The Ice People are composed of every kind of nomad, freebooter, rebel, and reject.
They are the hardy man who works the Austral winter mining gold, or logging, or fishing Alaska, before coming back to The Ice below. I had breakfast with him, and he drank coffee sweetened by frosty-boy soft serve with as much relish as he defends the Bible in simple salt of the earth grace.
They are the ageless pixie of a woman with rose-grey hair who drives a Hagland here, and spends her Northern summers driving a Prius living in national parks. She devoured two chicken breasts with predatory verve equal to the elegance with which she cleaned her dainty fingers afterward.
They are those who did not fit in to bubble communities of complacent safety in a world of inordinate abundance and convenience whose important people pat each other on the back in satisfied and safe humility.
I'm sure I fit into all of those categories to one degree or another... vagabond and mercenary meteorologist, as well as Christian, quondam artist, erstwhile writer, dilettante mythopoeist, philosopher, apologist, historian, house-breaker, and game designer.

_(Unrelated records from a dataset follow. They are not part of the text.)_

//! Error types used by the procvisor runtime and by individual spawn attempts.
//!
//! This module defines two main error enums:
//!
//! - [`ClusterError`]: errors raised by the supervisor itself (configuration,
//!   startup, shutdown escalation, control-channel failures).
//! - [`SpawnError`]: errors raised by a single attempt to launch a worker.
//!
//! Both types provide helper methods (`as_label`, `as_message`) for logs/metrics.

use std::time::Duration;
use thiserror::Error;

/// # Errors produced by the procvisor supervisor.
///
/// Only [`ClusterError::MissingPort`], [`ClusterError::InvalidWorkerTag`],
/// [`ClusterError::SignalSetup`] and [`ClusterError::TooManySpawnFailures`]
/// abort initialization. Everything that happens after the pool is running is
/// handled locally and reflected in worker state.
#[non_exhaustive]
#[derive(Error, Debug)]
pub enum ClusterError {
    /// The configuration did not name a listening port.
    #[error("invalid cluster configuration: port is required")]
    MissingPort,

    /// The process was launched with a malformed worker tag.
    #[error("malformed worker tag: {detail}")]
    InvalidWorkerTag {
        /// What was wrong with the tag.
        detail: String,
    },

    /// Installing the master's signal listeners failed.
    #[error("failed to install signal handlers: {0}")]
    SignalSetup(#[source] std::io::Error),

    /// More than half of the initial spawns failed.
    #[error("{failed} of {total} workers failed to spawn; aborting")]
    TooManySpawnFailures {
        /// Number of slots whose initial spawn failed.
        failed: u8,
        /// Resolved worker count.
        total: u8,
    },

    /// Shutdown deadline was exceeded; remaining workers were killed.
    #[error("shutdown timeout {timeout:?} exceeded; force-killed workers {killed:?}")]
    ShutdownTimeout {
        /// The configured shutdown timeout.
        timeout: Duration,
        /// Worker ids that were still alive and received the kill signal.
        killed: Vec<u8>,
    },

    /// The supervisor loop is no longer running.
    #[error("supervisor loop is not running")]
    Closed,

    /// The supervisor loop terminated abnormally.
    #[error("supervisor loop aborted: {reason}")]
    Aborted {
        /// Panic message or join failure description.
        reason: String,
    },
}

impl ClusterError {
    /// Returns a short stable label (snake_case) for use in logs/metrics.
    ///
    /// # Example
    /// ```
    /// use procvisor::ClusterError;
    ///
    /// assert_eq!(ClusterError::MissingPort.as_label(), "cluster_missing_port");
    /// ```
    pub fn as_label(&self) -> &'static str {
        match self {
            ClusterError::MissingPort => "cluster_missing_port",
            ClusterError::InvalidWorkerTag { .. } => "cluster_invalid_worker_tag",
            ClusterError::SignalSetup(_) => "cluster_signal_setup",
            ClusterError::TooManySpawnFailures { .. } => "cluster_too_many_spawn_failures",
            ClusterError::ShutdownTimeout { .. } => "cluster_shutdown_timeout",
            ClusterError::Closed => "cluster_closed",
            ClusterError::Aborted { .. } => "cluster_aborted",
        }
    }

    /// Returns a human-readable message with details about the error.
    pub fn as_message(&self) -> String {
        match self {
            ClusterError::MissingPort => "port is required".to_string(),
            ClusterError::InvalidWorkerTag { detail } => format!("worker tag: {detail}"),
            ClusterError::SignalSetup(e) => format!("signal setup: {e}"),
            ClusterError::TooManySpawnFailures { failed, total } => {
                format!("spawn failures: {failed}/{total}")
            }
            ClusterError::ShutdownTimeout { timeout, killed } => {
                format!("shutdown timeout after {timeout:?}; killed={killed:?}")
            }
            ClusterError::Closed => "supervisor closed".to_string(),
            ClusterError::Aborted { reason } => format!("aborted: {reason}"),
        }
    }
}

/// # Errors produced by a single worker launch attempt.
///
/// A spawn failure never aborts the master once the pool is running: the slot
/// is marked disabled and the failure is published as an event.
#[non_exhaustive]
#[derive(Error, Debug)]
pub enum SpawnError {
    /// The invocation arguments were never captured.
    #[error("original arguments not captured")]
    ArgsNotCaptured,

    /// The OS refused to create the process.
    #[error("failed to spawn worker {worker}: {source}")]
    Io {
        /// Slot that was being spawned.
        worker: u8,
        /// Underlying OS error.
        #[source]
        source: std::io::Error,
    },

    /// The child was created but exited before its pid could be read.
    #[error("spawned worker {worker} has no pid")]
    NoPid {
        /// Slot that was being spawned.
        worker: u8,
    },
}

impl SpawnError {
    /// Returns a short stable label (snake_case) for use in logs/metrics.
    ///
    /// # Example
    /// ```
    /// use procvisor::SpawnError;
    ///
    /// assert_eq!(SpawnError::ArgsNotCaptured.as_label(), "spawn_args_not_captured");
    /// ```
    pub fn as_label(&self) -> &'static str {
        match self {
            SpawnError::ArgsNotCaptured => "spawn_args_not_captured",
            SpawnError::Io { .. } => "spawn_io",
            SpawnError::NoPid { .. } => "spawn_no_pid",
        }
    }

    /// Returns a human-readable message with details about the error.
    pub fn as_message(&self) -> String {
        match self {
            SpawnError::ArgsNotCaptured => "arguments not captured".to_string(),
            SpawnError::Io { worker, source } => format!("worker {worker}: {source}"),
            SpawnError::NoPid { worker } => format!("worker {worker}: no pid"),
        }
    }
}

#[cfg(test)]
mod tests {
    use super::*;

    #[test]
    fn labels_are_stable() {
        let err = ClusterError::TooManySpawnFailures { failed: 3, total: 4 };
        assert_eq!(err.as_label(), "cluster_too_many_spawn_failures");
        assert_eq!(err.to_string(), "3 of 4 workers failed to spawn; aborting");

        let err = SpawnError::NoPid { worker: 2 };
        assert_eq!(err.as_label(), "spawn_no_pid");
        assert_eq!(err.as_message(), "worker 2: no pid");
    }

    #[test]
    fn shutdown_timeout_lists_killed_workers() {
        let err = ClusterError::ShutdownTimeout {
            timeout: Duration::from_millis(100),
            killed: vec![0, 3],
        };
        assert!(err.as_message().contains("killed=[0, 3]"));
    }
}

On Saturday after work, at 8:00 in the evening, it was still bright as late afternoon, with the sun not due to set till after midnight and then only so far as to keep the gloaming for an hour before the hours long sunrise. I took a hike out to Hut Point, about a mile or so walk distant. Robert Falcon Scott built it as base for his expeditions, and from there he walked with his last team south toward the pole a century ago. Over 1600 miles and nearly half a year on foot across the expanse of terra incognita. Plagued by hunger and frostbite, they all marched and starved and died on the way back. Scott was the last of his deadly, tragic expedition succumb on the fatal march back toward the Hut, where hope and life waited... they fell but eleven miles away from Ross Island out on the ice shelf. His Hut still stands there, frozen in space and time, with a hundred years of memory silent and still.
There is on top of Hut Point a cross commemorating that daring and doomed expedition. It looks across the ice to Town. In two months, the resupply ship and the tanker will berth between this point and that, after the icebreaker opens the channel. Scant feet from the cross is a cliff, and thirty feet below is a cove where seals sleep undisturbed on the windy ice, a fissure on the ice edge into the sub-freezing water. They have no fear of man here in this Ultimate South, like all the wildlife on the continent... almost like the innocence of Eden preserved in a glassine globe.
When I took pictures, it almost seemed an indecency to make sound, here below that marker of the Prince of Peace, to whom even The Winter horde is subject. The only seal to wake, stirred long enough to yawn before rolling over and resuming it's nap, with dreams of pups and fish. My fingers numb in the scant minute I took the picture, it was time to return to that frontier town, and to hot licorice tea to warm life back into my hands.
I listened to the voice of the snow as I walked... the dry snow layered and scoured and polished into strata that squeek, and hiss, and crack, and crunch, and thud, and chuff, and boom. That snow more alive than any snow I ever knew from temperate climes ten thousand miles to the north. The alien song of The Winter when it has made it's peace again.